I stare at the sign in amusement. Let’s all get home safely? What’s that all about? I know I don’t get out much and I haven’t, thankfully, been on the M1 for a while, but have I missed a sea change in British culture? I mean, it’s a bit pally isn’t it? Surely, Wishing you a safe journey, or even, Have a safe journey home, is more appropriate. We drive on, while Sunday dusk folds around a low moon, and I wonder why I’m irritated. I think it’s something to do with the let’s part, which I used when my children were small, as in, Let’s go and clean our teeth now, and sometimes at school – Let’s use our best joined-up writing. Bearing in mind drivers in the U.K. have to be at least 17, it seems rather patronising. After all, we’re all adults here.
But there’s more. A little further on, another sign pushes its way through the dark. Check your fuel level. What? Do you not think I’ve done that already? This is swiftly followed by Be alert, my mum’s at work and Someone loves you. Drive with care.
We decide the Department for Transport are missing a trick here. How about Let’s not overtake on the inside! or Let’s use our mirrors before a manoeuvre. Actually , forget the DoT. There are lots of useful messages that could be relayed in this way. We become vocal in our enthusiasm.
Let’s remember to floss! Be alert, that’s a dreadful shirt. Have you put your pants on? Be aware, of armpit hair!

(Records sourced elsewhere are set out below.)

//! SQLite persistence
//!
//! [`Database`] owns the pool and the schema. All reads and writes made on
//! behalf of an operation go through a [`Session`], a lazily opened
//! transaction that the caller commits or discards as a whole.
//!
//! File databases run in WAL mode. A write session takes the write lock when
//! its transaction begins (`BEGIN IMMEDIATE`) and keeps it until commit, so
//! concurrent write sessions queue for up to `busy_timeout` instead of
//! failing on a lock upgrade. Read sessions never block writers.
//!
//! The repository modules are plain functions over a `&mut SqliteConnection`
//! so they run unchanged inside a session or on a bare pooled connection.

pub mod files;
pub mod meta;
pub mod posts;
pub mod services;
pub mod subscriptions;

use crate::config::Config;
use hoard_common::Result;
use sqlx::sqlite::{
    SqliteConnectOptions, SqliteConnection, SqliteJournalMode, SqlitePool, SqlitePoolOptions,
    SqliteSynchronous,
};
use sqlx::{ConnectOptions, Sqlite, Transaction};
use std::str::FromStr;
use std::time::Duration;
use tracing::{debug, info};

const BEGIN_WRITE: &str = "BEGIN IMMEDIATE";

/// Connection pool plus schema management
#[derive(Debug, Clone)]
pub struct Database {
    pool: SqlitePool,
}

impl Database {
    /// Open (creating if needed) the database named by `config.database_url`
    pub async fn connect(config: &Config) -> Result<Self> {
        let options = connect_options(config)?;

        if let Some(parent) = options.get_filename().parent() {
            if !parent.as_os_str().is_empty() {
                tokio::fs::create_dir_all(parent).await?;
            }
        }

        let pool = SqlitePoolOptions::new()
            .max_connections(config.max_connections)
            .connect_with(options)
            .await?;

        info!(
            url = %config.database_url,
            busy_timeout_secs = config.busy_timeout_secs,
            "Connected to archive database"
        );

        Ok(Self { pool })
    }

    /// A private in-memory database
    ///
    /// Limited to one connection: every connection to `sqlite::memory:` is a
    /// separate database.
    pub async fn in_memory() -> Result<Self> {
        let pool = SqlitePoolOptions::new()
            .max_connections(1)
            .idle_timeout(None)
            .max_lifetime(None)
            .connect("sqlite::memory:")
            .await?;

        Ok(Self { pool })
    }

    /// Create all tables that do not exist yet
    pub async fn migrate(&self) -> Result<()> {
        sqlx::migrate!("./migrations").run(&self.pool).await?;
        debug!("Schema up to date");
        Ok(())
    }

    pub fn pool(&self) -> &SqlitePool {
        &self.pool
    }

    /// Start a new unit of work
    pub fn session(&self) -> Session {
        Session::new(self.pool.clone())
    }

    /// Start a unit of work that only reads
    pub fn read_session(&self) -> Session {
        Session::read_only(self.pool.clone())
    }
}

fn connect_options(config: &Config) -> Result<SqliteConnectOptions> {
    let options = SqliteConnectOptions::from_str(&config.database_url)?
        .create_if_missing(true)
        .foreign_keys(true)
        .journal_mode(SqliteJournalMode::Wal)
        .synchronous(SqliteSynchronous::Normal)
        .busy_timeout(Duration::from_secs(config.busy_timeout_secs))
        .log_statements(config.statement_log_level());

    Ok(options)
}

/// A unit of work
///
/// The underlying transaction is opened on first use. Inserts made through a
/// session are visible to later reads in the same session, so their ids are
/// available immediately. Nothing is visible to other sessions until
/// [`Session::commit`]; dropping an uncommitted session discards its work.
pub struct Session {
    pool: SqlitePool,
    tx: Option<Transaction<'static, Sqlite>>,
    read_only: bool,
}

impl Session {
    /// A session that may write; its transaction holds the write lock
    pub fn new(pool: SqlitePool) -> Self {
        Self {
            pool,
            tx: None,
            read_only: false,
        }
    }

    /// A session whose transaction is a plain deferred read snapshot
    pub fn read_only(pool: SqlitePool) -> Self {
        Self {
            pool,
            tx: None,
            read_only: true,
        }
    }

    /// The session's connection, opening the transaction if needed
    pub async fn conn(&mut self) -> Result<&mut SqliteConnection> {
        let tx = match self.tx.take() {
            Some(tx) => tx,
            None if self.read_only => self.pool.begin().await?,
            None => self.pool.begin_with(BEGIN_WRITE).await?,
        };
        let tx = self.tx.insert(tx);
        Ok(&mut **tx)
    }

    /// Whether there is uncommitted work
    pub fn in_transaction(&self) -> bool {
        self.tx.is_some()
    }

    /// Make the session's work durable
    ///
    /// The session stays usable; the next access opens a fresh transaction.
    pub async fn commit(&mut self) -> Result<()> {
        if let Some(tx) = self.tx.take() {
            tx.commit().await?;
        }
        Ok(())
    }

    /// Discard everything since the last commit
    pub async fn rollback(&mut self) -> Result<()> {
        if let Some(tx) = self.tx.take() {
            tx.rollback().await?;
        }
        Ok(())
    }
}

impl std::fmt::Debug for Session {
    fn fmt(&self, f: &mut std::fmt::Formatter<'_>) -> std::fmt::Result {
        f.debug_struct("Session")
            .field("in_transaction", &self.tx.is_some())
            .field("read_only", &self.read_only)
            .finish()
    }
}
use thiserror::Error;

#[derive(Error, Debug)]
pub enum AssistError {
    #[error("Input is empty or whitespace-only")]
    EmptyInput,

    #[error("No exercise with id '{id}'")]
    ExerciseNotFound { id: String },

    #[error("Interrupted before the reply was ready")]
    Interrupted,

    #[error("IO error: {0}")]
    IoError(#[from] std::io::Error),

    #[error("Serialization error: {0}")]
    SerializationError(#[from] serde_json::Error),

    #[error("CSV export error: {0}")]
    CsvError(#[from] csv::Error),

    #[error("Config parse error: {0}")]
    ConfigParseError(#[from] toml::de::Error),

    #[error("Configuration error: {message}")]
    ConfigError { message: String },

    #[error("Invalid value '{value}' for {field}: {reason}")]
    InvalidConfigValueError {
        field: String,
        value: String,
        reason: String,
    },

    #[error("Unknown output format: {format}")]
    UnknownFormat { format: String },
}

#[derive(Debug, Clone, Copy, PartialEq, Eq)]
pub enum ErrorCategory {
    Input,
    Configuration,
    Io,
    Export,
}

#[derive(Debug, Clone, Copy, PartialEq, Eq, PartialOrd, Ord)]
pub enum ErrorSeverity {
    Low,
    Medium,
    High,
    Critical,
}

impl AssistError {
    pub fn category(&self) -> ErrorCategory {
        match self {
            AssistError::EmptyInput
            | AssistError::ExerciseNotFound { .. }
            | AssistError::Interrupted => ErrorCategory::Input,
            AssistError::IoError(_) => ErrorCategory::Io,
            AssistError::SerializationError(_)
            | AssistError::CsvError(_)
            | AssistError::UnknownFormat { .. } => ErrorCategory::Export,
            AssistError::ConfigParseError(_)
            | AssistError::ConfigError { .. }
            | AssistError::InvalidConfigValueError { .. } => ErrorCategory::Configuration,
        }
    }

    pub fn severity(&self) -> ErrorSeverity {
        match self {
            AssistError::EmptyInput
            | AssistError::ExerciseNotFound { .. }
            | AssistError::Interrupted => ErrorSeverity::Low,
            AssistError::UnknownFormat { .. } => ErrorSeverity::Medium,
            AssistError::SerializationError(_)
            | AssistError::CsvError(_)
            | AssistError::ConfigParseError(_)
            | AssistError::ConfigError { .. }
            | AssistError::InvalidConfigValueError { .. } => ErrorSeverity::High,
            AssistError::IoError(_) => ErrorSeverity::Critical,
        }
    }

    pub fn recovery_suggestion(&self) -> String {
        match self {
            AssistError::EmptyInput => {
                "Describe your symptoms or the area of concern, e.g. 'I have shoulder pain'".to_string()
            }
            AssistError::ExerciseNotFound { .. } => {
                "Run 'library' without --id to list the available exercises".to_string()
            }
            AssistError::Interrupted => "Run the command again and wait for the reply".to_string(),
            AssistError::IoError(_) => {
                "Check that the file exists and that you have permission to read or write it".to_string()
            }
            AssistError::SerializationError(_) | AssistError::CsvError(_) => {
                "Retry the export or choose a different output format".to_string()
            }
            AssistError::ConfigParseError(_) => {
                "Make sure the configuration file is valid TOML".to_string()
            }
            AssistError::ConfigError { .. } => "Review the configuration file".to_string(),
            AssistError::InvalidConfigValueError { field, .. } => {
                format!("Fix the value of '{}' in the configuration", field)
            }
            AssistError::UnknownFormat { .. } => {
                "Use one of the supported formats: text, json, csv".to_string()
            }
        }
    }

    pub fn user_friendly_message(&self) -> String {
        match self {
            AssistError::EmptyInput => "Please type a description of your symptoms".to_string(),
            AssistError::ExerciseNotFound { id } => format!("There is no exercise with id '{}'", id),
            AssistError::Interrupted => "Interrupted".to_string(),
            AssistError::IoError(e) => format!("File operation failed: {}", e),
            AssistError::SerializationError(_) | AssistError::CsvError(_) => {
                "Could not export the data".to_string()
            }
            AssistError::ConfigParseError(_) => "Could not read the configuration file".to_string(),
            AssistError::ConfigError { message } => format!("Configuration problem: {}", message),
            AssistError::InvalidConfigValueError { field, reason, .. } => {
                format!("Invalid setting '{}': {}", field, reason)
            }
            AssistError::UnknownFormat { format } => format!("'{}' is not a supported format", format),
        }
    }

    /// Process exit code for the CLI. Interrupts use the shell convention (128 + SIGINT).
    pub fn exit_code(&self) -> i32 {
        if matches!(self, AssistError::Interrupted) {
            return 130;
        }

        match self.severity() {
            ErrorSeverity::Low | ErrorSeverity::High => 1,
            ErrorSeverity::Medium => 2,
            ErrorSeverity::Critical => 3,
        }
    }
}

pub type Result<T> = std::result::Result<T, AssistError>;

According to a recent article in The Guardian, some “emotionally intelligent” signage is being trialled on major roads with the conviction that empathetic signs are more effective than authoritarian ones. The writer of the article points out that this is yet another example of the “infuriatingly chummy way” in which organisations increasingly speak to consumers. (“Hi Deborah, are you having a good day?” “I’m sorry, do I know you? I’d just like to book a check-up please.”)
Of course my new found grumpiness could be a) reluctance to adapt to modern life b) middle age (Alright, late middle age), c) my youngest leaving home. But I doubt any of these are actually relevant.
We had just dropped our daughter off at uni. I’d missed the signs on the way up as I’d been asleep, recovering from several weeks of what-I-call Restless-Mother-Syndrome (E.g. Me: Must get you Sudocrem. Her: Why? Me: You just never know...)
It’d gone well. Her digs were lovely, her flatmates friendly, her kitchen large and clean. We’d helped her unpack and get on-line. And as we left, she invited a pleasant looking lad to share beans on toast with her. He was called James. An infinitely comforting and uncrazy name, I remember thinking, with biblical overtones.
I am very glad that I’m not the kind of stalkerish mother who is on Facebook all the time, checking for clues to her well-being. You know the type – clicking on any new friends to see if they’re nice (holiday snaps of pleasant faced parents and pictures of cats or Jesus), examining Freshers photos with eagle eye, comparing things like smile width (Ooh Steve, she looks a bit pale there! Do you think she’s getting enough sleep?) Then there’s the sort who openly fusses on the phone, the verbal equivalent of patronising signage. (Let’s remember to eat well! Don’t forget fruit and veg! Freshers’Flu’won’t get you. With Vitamin C! Check your chapped skin!) Sudocrem anyone?
I think if God, who’s brought my daughter thus far (from baby to lady including measles and a nasty fall from a very high slide – not recently), were to trial “emotionally intelligent” signage on me, it would be things like: – Let’s try to let go, shall we? Check your trust levels. You’re overreacting again! Be aware, I’m always there.
But thankfully, God is less patronising than mums and the DoT. Don’t worry about anything…Do not let your hearts be troubled…Be strong and courageous. Do not be terrified; do not be discouraged. The Lord your God will be with you wherever you go (Phil.4:6, John 14:1, Josh. 1:9)
So go fly, my Lovely! Laugh. Breathe. Watch for signs. And let God walk you through life, learning through trial and error how to be happy. As we did. As we are. Until we’re all safely home.